7. The flame resistant thermal liner of claim 6, wherein the flame resistant fibers comprise at least one of aramid fibers, modacrylic fibers, or flame resistant cellulosic fibers.

8. The flame resistant thermal liner of claim 5, wherein the flame resistant fibers comprise para-aramid fibers and the at least one nonwoven layer comprises at least 20 wt. % para-aramid fibers.

9. The flame resistant thermal liner of claim 5, wherein the at least one nonwoven layer is devoid of meta-aramid fibers.

10. The flame resistant thermal liner of claim 1, wherein the at least one nonwoven layer comprises a spunlace fabric.

11. The flame resistant thermal liner of claim 1, wherein the at least one nonwoven layer comprises 40-70 wt. % thermally stable nylon fibers and 30-60 wt. % flame resistant fibers.

12. The flame resistant thermal liner of claim 11, wherein the flame resistant fibers comprise para-aramid fibers.

13. The flame resistant thermal liner of claim 11, wherein the at least one nonwoven layer comprises 50-70 wt. % thermally stable nylon fibers and 30-50 wt. % flame resistant fibers.

14. A garment composite comprising: a. an outer shell layer comprising a flame resistant fabric; b. a moisture barrier layer; and c. a thermal liner layer comprising a flame resistant facecloth and at least one nonwoven layer attached to the facecloth, wherein the at least one nonwoven layer comprise thermally stable nylon fibers, wherein the flame resistant facecloth is exposed on a first side of the garment composite and the outer shell layer is exposed on a second side of the garment composite opposite the first side.

15. The garment composite of claim 14, wherein the garment composite has a thermal protective performance rating of at least 35 calories/cm.sup.2 when tested pursuant to ISO 17492.

16. The garment composite of claim 15, wherein the thermal protective performance rating is at least 40 calories/cm.sup.2 when tested pursuant to ISO 17492.

17. The garment composite of claim 14, wherein the garment composite has a composite weight and a thermal protective performance rating when tested pursuant to ISO 17492, wherein a ratio of the thermal protective performance rating to composite weight is between 2.0 and 3.0, inclusive.

18. The garment composite of claim 14, wherein the at least one nonwoven layer further comprises flame resistant fibers and wherein the garment composite has a composite weight and a thermal protective performance rating when tested pursuant to ISO 17492, wherein a thermal protective performance rating to composite weight ratio of the garment composite is greater than a thermal protective performance rating to composite weight ratio of a comparative garment composite having at least one nonwoven layer formed of 100% flame resistant fibers but otherwise compositionally identical to the garment composite.

19. The garment composite of claim 18, wherein the thermal protective performance rating to composite weight ratio of the garment composite is at least 5% greater than the thermal protective performance rating to composite weight ratio of the comparative garment composite.

20. A nonwoven fabric formed of a fiber blend comprising flame resistant fibers and thermally stable nylon fibers.

Description

BRIEF DESCRIPTION OF THE FIGURES

[0014] Illustrative embodiments of the present invention are described in detail below with reference to the following drawing figures:

[0015] FIG. 1 illustrates a partial cut-away view of a prior art protective garment.

[0016] FIG. 2 illustrates an exploded perspective view of a portion of the prior art protective garment illustrated in FIG. 1.

DETAILED DESCRIPTION

[0017] The subject matter of embodiments of the present invention is described here with specificity to meet statutory requirements, but this description is not necessarily intended to limit the scope of the claims.
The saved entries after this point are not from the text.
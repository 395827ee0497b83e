//! Command-line interface module.
//!
//! This module defines the CLI structure using Clap, including
//! all commands, arguments, and options.
//!
//! # Commands
//!
//! - `inspect`: Parse a module and report its input variables
//! - `init`: Create an example configuration file
//! - `validate`: Validate a configuration file
//!
//! # Example Usage
//!
//! ```bash
//! # Inspect a local module
//! tfinputs inspect ./modules/vpc
//!
//! # Inspect a tagged release of a GitHub module, one subfolder deep
//! tfinputs inspect https://github.com/org/terraform-modules --ref v2.1.0 --subfolder modules/vpc
//!
//! # Emit the inputs as a JSON Schema
//! tfinputs inspect terraform-aws-modules/vpc/aws --format schema --output vpc.schema.json
//!
//! # Initialize configuration
//! tfinputs init
//!
//! # Validate configuration
//! tfinputs validate tfinputs.yaml
//! ```

use crate::config::ConverterMode;
use crate::types::ReportFormat;
use clap::{Args, Parser, Subcommand};
use std::path::PathBuf;

/// tfinputs - Terraform module input variable inspector.
#[derive(Parser, Debug)]
#[command(
    name = "tfinputs",
    author,
    version,
    about = "Terraform module input variable inspector",
    long_about = "tfinputs resolves a Terraform module from a local path, Git, HTTP or S3 \
                  source, parses its variable blocks and reports each input's type, \
                  default, requiredness and an example value."
)]
pub struct Cli {
    /// Path to configuration file
    #[arg(short, long, global = true, env = "TFINPUTS_CONFIG")]
    pub config: Option<PathBuf>,

    /// Increase verbosity (-v, -vv, -vvv)
    #[arg(short, long, action = clap::ArgAction::Count, global = true)]
    pub verbose: u8,

    /// Suppress all output except errors
    #[arg(short, long, global = true)]
    pub quiet: bool,

    /// Log line format on stderr
    #[arg(long, global = true, value_enum, default_value = "text")]
    pub log_format: LogFormat,

    /// Subcommand to run
    #[command(subcommand)]
    pub command: Commands,
}

/// Log output format.
#[derive(Debug, Clone, Copy, PartialEq, Eq, clap::ValueEnum)]
pub enum LogFormat {
    /// Human-readable lines
    Text,
    /// One JSON object per event
    Json,
}

/// Available subcommands.
#[derive(Subcommand, Debug)]
pub enum Commands {
    /// Parse a module and report its input variables
    #[command(visible_alias = "i")]
    Inspect(InspectArgs),

    /// Create an example configuration file
    Init,

    /// Validate a configuration file
    Validate(ValidateArgs),
}

/// Arguments for the inspect command.
#[derive(Args, Debug)]
pub struct InspectArgs {
    /// Module source: local path, GitHub/GitLab URL, git::, git://, s3:// or http(s):// URL
    #[arg(value_name = "SOURCE")]
    pub source: String,

    /// Git branch, tag or commit to check out
    #[arg(long = "ref", value_name = "REF")]
    pub reference: Option<String>,

    /// Directory inside the source to use as the module root
    #[arg(long, value_name = "PATH")]
    pub subfolder: Option<String>,

    /// Output format
    #[arg(short, long, default_value = "text", value_enum)]
    pub format: ReportFormat,

    /// Output file path (stdout if not specified)
    #[arg(short, long, value_name = "FILE")]
    pub output: Option<PathBuf>,

    /// Treat warnings as failures (exit code 1)
    #[arg(long)]
    pub strict: bool,

    /// HCL converter to use
    #[arg(long, value_enum)]
    pub converter: Option<ConverterMode>,

    /// Number of files converted concurrently
    #[arg(long, value_name = "N")]
    pub concurrency: Option<usize>,

    /// Patterns to exclude from scanning (glob patterns)
    #[arg(short, long = "exclude", value_name = "PATTERN")]
    pub exclude_patterns: Vec<String>,

    /// Disable colored output
    #[arg(long)]
    pub no_color: bool,
}

/// Arguments for the validate command.
#[derive(Args, Debug)]
pub struct ValidateArgs {
    /// Path to configuration file to validate
    #[arg(value_name = "FILE", default_value = "tfinputs.yaml")]
    pub file: PathBuf,
}
//! `hcl2json` subprocess converter.
//!
//! The binary is looked up on `PATH` and in the install directory. When it
//! is missing, the pinned release is downloaded into the install directory
//! and marked executable. Setup happens at most once per converter.

use super::HclConverter;
use crate::config::ConverterOptions;
use crate::err;
use crate::error::{Result, TfInputsError};
use async_trait::async_trait;
use serde_json::Value;
use std::path::{Path, PathBuf};
use std::process::Stdio;
use std::time::Duration;
use tokio::sync::OnceCell;

/// Timeout for the `--version` probe.
const PROBE_TIMEOUT: Duration = Duration::from_secs(10);

/// Runs the external `hcl2json` binary once per file.
pub struct ExternalConverter {
    options: ConverterOptions,
    binary: OnceCell<PathBuf>,
}

impl ExternalConverter {
    #[must_use]
    pub fn new(options: &ConverterOptions) -> Self {
        Self {
            options: options.clone(),
            binary: OnceCell::new(),
        }
    }

    fn install_path(&self) -> PathBuf {
        let file_name = Path::new(&self.options.binary)
            .file_name()
            .map_or_else(|| "hcl2json".into(), ToOwned::to_owned);
        self.options.install_dir.join(file_name)
    }

    async fn locate(&self) -> Option<PathBuf> {
        let candidates = [which::which(&self.options.binary).ok(), Some(self.install_path())];
        for candidate in candidates.into_iter().flatten() {
            if probe(&candidate).await {
                tracing::debug!(binary = %candidate.display(), "Found HCL converter");
                return Some(candidate);
            }
        }
        None
    }

    async fn install(&self) -> Result<PathBuf> {
        let url = self.options.release_url();
        let target = self.install_path();
        let setup_error = |message: String| err!(ConverterSetup { message });

        tracing::info!(url = %url, target = %target.display(), "Downloading HCL converter");

        let client = reqwest::Client::builder()
            .timeout(Duration::from_secs(120))
            .build()
            .map_err(|e| setup_error(format!("failed to build HTTP client: {e}")))?;
        let response = client
            .get(&url)
            .send()
            .await
            .map_err(|e| setup_error(format!("download from {url} failed: {e}")))?;
        if !response.status().is_success() {
            return Err(setup_error(format!(
                "download from {url} failed with status {}",
                response.status()
            )));
        }
        let bytes = response
            .bytes()
            .await
            .map_err(|e| setup_error(format!("download from {url} failed: {e}")))?;

        tokio::fs::create_dir_all(&self.options.install_dir)
            .await
            .map_err(|e| setup_error(format!("cannot create {}: {e}", self.options.install_dir.display())))?;
        tokio::fs::write(&target, &bytes)
            .await
            .map_err(|e| setup_error(format!("cannot write {}: {e}", target.display())))?;

        #[cfg(unix)]
        {
            use std::os::unix::fs::PermissionsExt;
            tokio::fs::set_permissions(&target, std::fs::Permissions::from_mode(0o755))
                .await
                .map_err(|e| setup_error(format!("cannot mark {} executable: {e}", target.display())))?;
        }

        if !probe(&target).await {
            return Err(setup_error(format!(
                "installed converter at {} does not run",
                target.display()
            )));
        }

        tracing::info!(binary = %target.display(), "HCL converter installed");
        Ok(target)
    }

    async fn binary(&self) -> Result<&PathBuf> {
        self.binary
            .get_or_try_init(|| async {
                match self.locate().await {
                    Some(path) => Ok(path),
                    None => self.install().await,
                }
            })
            .await
    }
}

/// Whether `binary --version` exits successfully.
async fn probe(binary: &Path) -> bool {
    let status = tokio::process::Command::new(binary)
        .arg("--version")
        .stdin(Stdio::null())
        .stdout(Stdio::null())
        .stderr(Stdio::null())
        .kill_on_drop(true)
        .status();
    matches!(tokio::time::timeout(PROBE_TIMEOUT, status).await, Ok(Ok(s)) if s.success())
}

#[async_trait]
impl HclConverter for ExternalConverter {
    fn name(&self) -> &'static str {
        "hcl2json"
    }

    async fn ensure_available(&self) -> Result<()> {
        self.binary().await.map(|_| ())
    }

    async fn convert(&self, path: &Path) -> Result<Value> {
        let binary = self.binary().await?;
        let parse_error = |message: String| TfInputsError::hcl_parse(path, message, file!(), line!());

        let output = tokio::process::Command::new(binary)
            .arg(path)
            .stdin(Stdio::null())
            .kill_on_drop(true)
            .output();

        let limit = Duration::from_secs(self.options.timeout_secs);
        let output = match tokio::time::timeout(limit, output).await {
            Ok(result) => result.map_err(|e| TfInputsError::io(binary, e, file!(), line!()))?,
            Err(_) => {
                return Err(parse_error(format!(
                    "converter timed out after {}s",
                    self.options.timeout_secs
                )));
            }
        };

        if !output.status.success() {
            let stderr = String::from_utf8_lossy(&output.stderr);
            return Err(parse_error(format!(
                "converter exited with {}: {}",
                output.status,
                stderr.trim()
            )));
        }

        serde_json::from_slice(&output.stdout)
            .map_err(|e| parse_error(format!("converter produced invalid JSON: {e}")))
    }
}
The claimed subject matter may be embodied in other ways, may include different elements or steps, and may be used in conjunction with other existing or future technologies. This description should not be interpreted as implying any particular order or arrangement among or between various steps or elements except when the order of individual steps or arrangement of elements is explicitly described.

[0018] Embodiments of the present invention replace at least some of the more expensive inherently flame resistant fibers used in the nonwoven layers of traditional battings 22 (e.g., aramid fibers) with thermally stable polyamide (e.g., nylon) fibers. Because traditional polyamide materials such as nylon are thermoplastic and offer no inherent flame resistance or thermal stability, they are prone to melt and burn when subjected to heat and flame. Traditional nylon fibers are referred to herein as non-thermally stable nylon fibers or NTS nylon fibers. Consequently, such materials historically have only been included in flame resistant fabrics in minimal amounts to avoid sacrificing the protective properties of such fabrics. However, polyamide fibers that offer more thermal stability (in particular, but not exclusively, are less apt to melt and/or drip) have been developed, thereby minimizing the detrimental impact nylon fibers traditionally have had on the thermal performance of fabrics in which they are included. For purposes of this disclosure, thermally stable nylon fibers or TS nylon fibers is used to refer to the class of nylon fibers that exhibit one or more improved thermal properties as compared to traditional NTS nylon fibers, such as (but not limited to) better resistance to burning, more self-extinguishing, and/or reduced melt/drip properties. Thus, larger amounts of these thermally stable (TS) nylon fibers may be blended with other flame resistant fibers to create flame resistant fabrics that attain the requisite performance properties (including, but not limited to, compliance with the requirements of NFPA 1971). Examples of such TS nylon fibers include, but are not limited to, those taught in U.S. Pat. No. 10,640,893 (incorporated herein by reference).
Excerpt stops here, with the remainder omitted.